Bild: Totaler Krieg – Kürzester Krieg: Szene aus „Flughunde“.
Reden, Wispern, Flüstern, Schreien, Räuspern, Stöhnen, Lachen, Rülpsen,
Winseln, Hüsteln, Röcheln, Brüllen – die Aufzählung menschlicher
Lautäußerungen könnte hier noch eine gute Weile fortgeführt werden. Es sind
die Bedingtheiten und Möglichkeiten der menschlichen Stimme, die Herrmann
Karnau mehr als alles andere interessieren. Gerade ist der menschenscheue
Akustiker dabei, die Mikrofone und Lautsprecher im Berliner Sportpalast
auszurichten: Es ist das Jahr 1940, und Propagandaminister Joseph Goebbels
soll hier später so überwältigend wie irgend möglich durch das Stadion
schallen. Die Vorbereitungen laufen auf Hochtouren.

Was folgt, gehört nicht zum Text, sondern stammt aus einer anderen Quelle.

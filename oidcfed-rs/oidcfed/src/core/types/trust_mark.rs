// Copyright 2020-2025 IOTA Stiftung
// SPDX-License-Identifier: Apache-2.0

//! Trust mark claims and the entries carrying them inside entity
//! configurations.

use serde::{Deserialize, Serialize};

/// One entry of an entity configuration's `trust_marks` claim: the mark's
/// identifier and its JWS serialization.
#[derive(Debug, Clone, PartialEq, Eq, Serialize, Deserialize)]
pub struct TrustMarkEntry {
    pub id: String,
    pub trust_mark: String,
}

/// Claims of a decoded trust mark.
///
/// All fields are optional at the type level; the validator decides which
/// absences are acceptable.
#[derive(Debug, Clone, Default, Deserialize)]
pub struct TrustMarkClaims {
    pub iss: Option<String>,
    pub sub: Option<String>,
    pub id: Option<String>,
    pub iat: Option<u64>,
    pub exp: Option<u64>,
}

Hitlerjungen schlagen Pfähle ein, der Aufmarsch der Kriegsversehrten wird
geprobt, und unablässig brüllt ein Scharführer Befehle. In etwa zur
gleichen Zeit spielt in der Parallelhandlung die achtjährige Helga Goebbels
mit ihren vier jüngeren Geschwistern im heimischen Garten Krieg, es wird
geschossen, gefallen und gestorben.
1995 veröffentlichte Marcel Beyer seine parallel montierten fiktiven
Monologe der beiden Figuren aus den Jahren 1940 bis 1945 in seinem
bedrückend-gruseligen Roman „Flughunde“. Nun ist dessen Comic-Adaption
durch die für ihren autobiografischen Comic „Heute ist der letzte Tag vom
Rest deines Lebens“ bekannten Zeichnerin Ulli Lust erschienen.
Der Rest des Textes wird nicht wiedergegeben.